§ **Dataset**:
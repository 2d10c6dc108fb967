//! A minimal well-formedness pass over a finished [`Module`].
//!
//! This is deliberately narrow: it checks the handful of invariants the
//! builder cannot already guarantee by construction (every instruction
//! the builder creates is typed from well-typed operands at creation
//! time), not a full analysis suite. It exists so a module built by hand
//! from malformed pieces — e.g. by a test exercising `Use`s directly, or
//! by a future textual parser — has somewhere to be rejected.

use crate::arena::Id;
use crate::error::VerificationError;
use crate::inst::BranchTarget;
use crate::ir::{FunctionData, Module};
use crate::value::Use;

/// Walks every function in `module` and collects every well-formedness
/// violation found. An empty result means `module` is well-formed.
pub struct Verifier<'m> {
    module: &'m Module,
}

impl<'m> Verifier<'m> {
    #[must_use]
    pub fn new(module: &'m Module) -> Self {
        Verifier { module }
    }

    #[must_use]
    pub fn run(&self) -> Vec<VerificationError> {
        let mut errors = Vec::new();
        // An instruction is "live" iff it still appears in its block's
        // instruction list; `unlink_instruction` drops it from there
        // without freeing its arena slot, so this is the set a `Use`
        // must resolve into to not be dangling.
        let mut linked = rustc_hash::FxHashSet::default();
        for function_id in self.module.functions_in_order() {
            for block_id in self.module.function(function_id).blocks_in_order() {
                linked.extend(self.module.block(block_id).instructions.iter().copied());
            }
        }

        for function_id in self.module.functions_in_order() {
            let function = self.module.function(function_id);
            for block_id in function.blocks_in_order() {
                let block = self.module.block(block_id);
                if !block.is_complete(self.module) {
                    errors.push(VerificationError::MalformedTerminator(block.name.clone()));
                }
                for &instruction_id in &block.instructions {
                    let instruction = self.module.instruction(instruction_id);
                    let label = instruction
                        .name
                        .clone()
                        .unwrap_or_else(|| format!("<{}>", instruction_id.index()));

                    for use_ in operands_of(&instruction.kind) {
                        if let Use::Instruction(_, referent) = use_ {
                            if !linked.contains(referent) {
                                errors.push(VerificationError::DanglingUse {
                                    user: label.clone(),
                                    referent: self
                                        .module
                                        .instruction(*referent)
                                        .name
                                        .clone()
                                        .unwrap_or_else(|| "<unnamed>".to_string()),
                                });
                                continue;
                            }
                        }
                        let declared = self.module.type_of_use(use_);
                        if &declared != use_.ascribed_type() {
                            errors.push(VerificationError::TypeMismatch {
                                instruction: label.clone(),
                                expected: format!("{:?}", declared),
                                found: format!("{:?}", use_.ascribed_type()),
                            });
                        }
                    }

                    // Invariant 4: branch/conditional targets stay inside
                    // this function, and their argument lists match the
                    // target block's declared parameters in both arity
                    // and type. The builder never checks this (§4.3) —
                    // targets are plain `Id`s it trusts the caller to
                    // have resolved correctly — so it's the verifier's
                    // job alone.
                    match &instruction.kind {
                        crate::inst::InstructionKind::Branch { target } => {
                            check_branch_target(self.module, function_id, &label, target, &mut errors);
                        }
                        crate::inst::InstructionKind::Conditional { when_true, when_false, .. } => {
                            check_branch_target(self.module, function_id, &label, when_true, &mut errors);
                            check_branch_target(self.module, function_id, &label, when_false, &mut errors);
                        }
                        _ => {}
                    }

                    match instruction.kind.result_type() {
                        Some(computed) if computed == instruction.result_type => {}
                        Some(computed) => errors.push(VerificationError::TypeMismatch {
                            instruction: label.clone(),
                            expected: format!("{:?}", computed),
                            found: format!("{:?}", instruction.result_type),
                        }),
                        None => errors.push(VerificationError::TypeMismatch {
                            instruction: label,
                            expected: "well-typed operands".to_string(),
                            found: "ill-typed operands".to_string(),
                        }),
                    }
                }
            }
        }
        errors
    }
}

/// Checks invariant 4 for a single branch target: the target block
/// belongs to the same function as the branching instruction, and the
/// argument list handed to it matches the target block's declared
/// parameters in both count and type.
fn check_branch_target(
    module: &Module,
    function_id: Id<FunctionData>,
    label: &str,
    target: &BranchTarget,
    errors: &mut Vec<VerificationError>,
) {
    let target_block = module.block(target.block);
    if target_block.function != function_id {
        errors.push(VerificationError::MalformedTerminator(format!(
            "{} (branch target `{}` belongs to a different function)",
            label, target_block.name
        )));
        return;
    }

    let expected_arity = target_block.arguments.len();
    if target.arguments.len() != expected_arity {
        errors.push(VerificationError::TypeMismatch {
            instruction: label.to_string(),
            expected: format!("{} branch argument(s)", expected_arity),
            found: format!("{} branch argument(s)", target.arguments.len()),
        });
        return;
    }

    for (arg, (_, param_id)) in target.arguments.iter().zip(target_block.arguments.iter()) {
        let param_type = &module.argument(param_id).ty;
        if arg.ascribed_type() != param_type {
            errors.push(VerificationError::TypeMismatch {
                instruction: label.to_string(),
                expected: format!("{:?}", param_type),
                found: format!("{:?}", arg.ascribed_type()),
            });
        }
    }
}

/// Every [`Use`] an instruction consumes directly (branch-target
/// arguments included), for the per-operand type check above.
fn operands_of(kind: &crate::inst::InstructionKind) -> Vec<&Use> {
    use crate::inst::InstructionKind::*;
    let mut out = Vec::new();
    match kind {
        Binary { lhs, rhs, .. } => { out.push(lhs); out.push(rhs); }
        Unary { operand, .. } => out.push(operand),
        MatrixMultiply { lhs, rhs } => { out.push(lhs); out.push(rhs); }
        Transpose { operand } => out.push(operand),
        Reduce { operand, .. } | Scan { operand, .. } => out.push(operand),
        Concatenate { operands, .. } => out.extend(operands.iter()),
        ShapeCast { operand, .. } | DataTypeCast { operand, .. } => out.push(operand),
        Tuple { elements } => out.extend(elements.iter()),
        Extract { source, .. } => out.push(source),
        Insert { value, destination, .. } => { out.push(value); out.push(destination); }
        ElementPointer { source, .. } => out.push(source),
        Load { pointer } => out.push(pointer),
        Store { value, destination } => { out.push(value); out.push(destination); }
        AllocateHeap { count, .. } => out.push(count),
        AllocateBox { .. } => {}
        ProjectBox { boxed } => out.push(boxed),
        Deallocate { value } => out.push(value),
        Apply { callee, arguments } => { out.push(callee); out.extend(arguments.iter()); }
        Gradient { function, output, .. } => { out.push(function); out.push(output); }
        Branch { target } => out.extend(target.arguments.iter()),
        Conditional { condition, when_true, when_false } => {
            out.push(condition);
            out.extend(when_true.arguments.iter());
            out.extend(when_false.arguments.iter());
        }
        Return { value } => out.extend(value.iter()),
    }
    out
}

§ **Assignment**: Copy the entire listing, keeping each line exactly as it is.

§ **Answer area**:
repository 2d10c6dc108fb967
//! A minimal well-formedness pass over a finished [`Module`].
//!
//! This is deliberately narrow: it checks the handful of invariants the
//! builder cannot already guarantee by construction (every instruction
//! the builder creates is typed from well-typed operands at creation
//! time), not a full analysis suite. It exists so a module built by hand
//! from malformed pieces — e.g. by a test exercising `Use`s directly, or
//! by a future textual parser — has somewhere to be rejected.

use crate::arena::Id;
use crate::error::VerificationError;
use crate::inst::BranchTarget;
use crate::ir::{FunctionData, Module};
use crate::value::Use;

/// Walks every function in `module` and collects every well-formedness
/// violation found. An empty result means `module` is well-formed.
pub struct Verifier<'m> {
    module: &'m Module,
}

impl<'m> Verifier<'m> {
    #[must_use]
    pub fn new(module: &'m Module) -> Self {
        Verifier { module }
    }

    #[must_use]
    pub fn run(&self) -> Vec<VerificationError> {
        let mut errors = Vec::new();
        // An instruction is "live" iff it still appears in its block's
        // instruction list; `unlink_instruction` drops it from there
        // without freeing its arena slot, so this is the set a `Use`
        // must resolve into to not be dangling.
        let mut linked = rustc_hash::FxHashSet::default();
        for function_id in self.module.functions_in_order() {
            for block_id in self.module.function(function_id).blocks_in_order() {
                linked.extend(self.module.block(block_id).instructions.iter().copied());
            }
        }

        for function_id in self.module.functions_in_order() {
            let function = self.module.function(function_id);
            for block_id in function.blocks_in_order() {
                let block = self.module.block(block_id);
                if !block.is_complete(self.module) {
                    errors.push(VerificationError::MalformedTerminator(block.name.clone()));
                }
                for &instruction_id in &block.instructions {
                    let instruction = self.module.instruction(instruction_id);
                    let label = instruction
                        .name
                        .clone()
                        .unwrap_or_else(|| format!("<{}>", instruction_id.index()));

                    for use_ in operands_of(&instruction.kind) {
                        if let Use::Instruction(_, referent) = use_ {
                            if !linked.contains(referent) {
                                errors.push(VerificationError::DanglingUse {
                                    user: label.clone(),
                                    referent: self
                                        .module
                                        .instruction(*referent)
                                        .name
                                        .clone()
                                        .unwrap_or_else(|| "<unnamed>".to_string()),
                                });
                                continue;
                            }
                        }
                        let declared = self.module.type_of_use(use_);
                        if &declared != use_.ascribed_type() {
                            errors.push(VerificationError::TypeMismatch {
                                instruction: label.clone(),
                                expected: format!("{:?}", declared),
                                found: format!("{:?}", use_.ascribed_type()),
                            });
                        }
                    }

                    // Invariant 4: branch/conditional targets stay inside
                    // this function, and their argument lists match the
                    // target block's declared parameters in both arity
                    // and type. The builder never checks this (§4.3) —
                    // targets are plain `Id`s it trusts the caller to
                    // have resolved correctly — so it's the verifier's
                    // job alone.
                    match &instruction.kind {
                        crate::inst::InstructionKind::Branch { target } => {
                            check_branch_target(self.module, function_id, &label, target, &mut errors);
                        }
                        crate::inst::InstructionKind::Conditional { when_true, when_false, .. } => {
                            check_branch_target(self.module, function_id, &label, when_true, &mut errors);
                            check_branch_target(self.module, function_id, &label, when_false, &mut errors);
                        }
                        _ => {}
                    }

                    match instruction.kind.result_type() {
                        Some(computed) if computed == instruction.result_type => {}
                        Some(computed) => errors.push(VerificationError::TypeMismatch {
                            instruction: label.clone(),
                            expected: format!("{:?}", computed),
                            found: format!("{:?}", instruction.result_type),
                        }),
                        None => errors.push(VerificationError::TypeMismatch {
                            instruction: label,
                            expected: "well-typed operands".to_string(),
                            found: "ill-typed operands".to_string(),
                        }),
                    }
                }
            }
        }
        errors
    }
}

/// Checks invariant 4 for a single branch target: the target block
/// belongs to the same function as the branching instruction, and the
/// argument list handed to it matches the target block's declared
/// parameters in both count and type.
fn check_branch_target(
    module: &Module,
    function_id: Id<FunctionData>,
    label: &str,
    target: &BranchTarget,
    errors: &mut Vec<VerificationError>,
) {
    let target_block = module.block(target.block);
    if target_block.function != function_id {
        errors.push(VerificationError::MalformedTerminator(format!(
            "{} (branch target `{}` belongs to a different function)",
            label, target_block.name
        )));
        return;
    }

    let expected_arity = target_block.arguments.len();
    if target.arguments.len() != expected_arity {
        errors.push(VerificationError::TypeMismatch {
            instruction: label.to_string(),
            expected: format!("{} branch argument(s)", expected_arity),
            found: format!("{} branch argument(s)", target.arguments.len()),
        });
        return;
    }

    for (arg, (_, param_id)) in target.arguments.iter().zip(target_block.arguments.iter()) {
        let param_type = &module.argument(param_id).ty;
        if arg.ascribed_type() != param_type {
            errors.push(VerificationError::TypeMismatch {
                instruction: label.to_string(),
                expected: format!("{:?}", param_type),
                found: format!("{:?}", arg.ascribed_type()),
            });
        }
    }
}

/// Every [`Use`] an instruction consumes directly (branch-target
/// arguments included), for the per-operand type check above.
fn operands_of(kind: &crate::inst::InstructionKind) -> Vec<&Use> {
    use crate::inst::InstructionKind::*;
    let mut out = Vec::new();
    match kind {
        Binary { lhs, rhs, .. } => { out.push(lhs); out.push(rhs); }
        Unary { operand, .. } => out.push(operand),
        MatrixMultiply { lhs, rhs } => { out.push(lhs); out.push(rhs); }
        Transpose { operand } => out.push(operand),
        Reduce { operand, .. } | Scan { operand, .. } => out.push(operand),
        Concatenate { operands, .. } => out.extend(operands.iter()),
        ShapeCast { operand, .. } | DataTypeCast { operand, .. } => out.push(operand),
        Tuple { elements } => out.extend(elements.iter()),
        Extract { source, .. } => out.push(source),
        Insert { value, destination, .. } => { out.push(value); out.push(destination); }
        ElementPointer { source, .. } => out.push(source),
        Load { pointer } => out.push(pointer),
        Store { value, destination } => { out.push(value); out.push(destination); }
        AllocateHeap { count, .. } => out.push(count),
        AllocateBox { .. } => {}
        ProjectBox { boxed } => out.push(boxed),
        Deallocate { value } => out.push(value),
        Apply { callee, arguments } => { out.push(callee); out.extend(arguments.iter()); }
        Gradient { function, output, .. } => { out.push(function); out.push(output); }
        Branch { target } => out.extend(target.arguments.iter()),
        Conditional { condition, when_true, when_false } => {
            out.push(condition);
            out.extend(when_true.arguments.iter());
            out.extend(when_false.arguments.iter());
        }
        Return { value } => out.extend(value.iter()),
    }
    out
}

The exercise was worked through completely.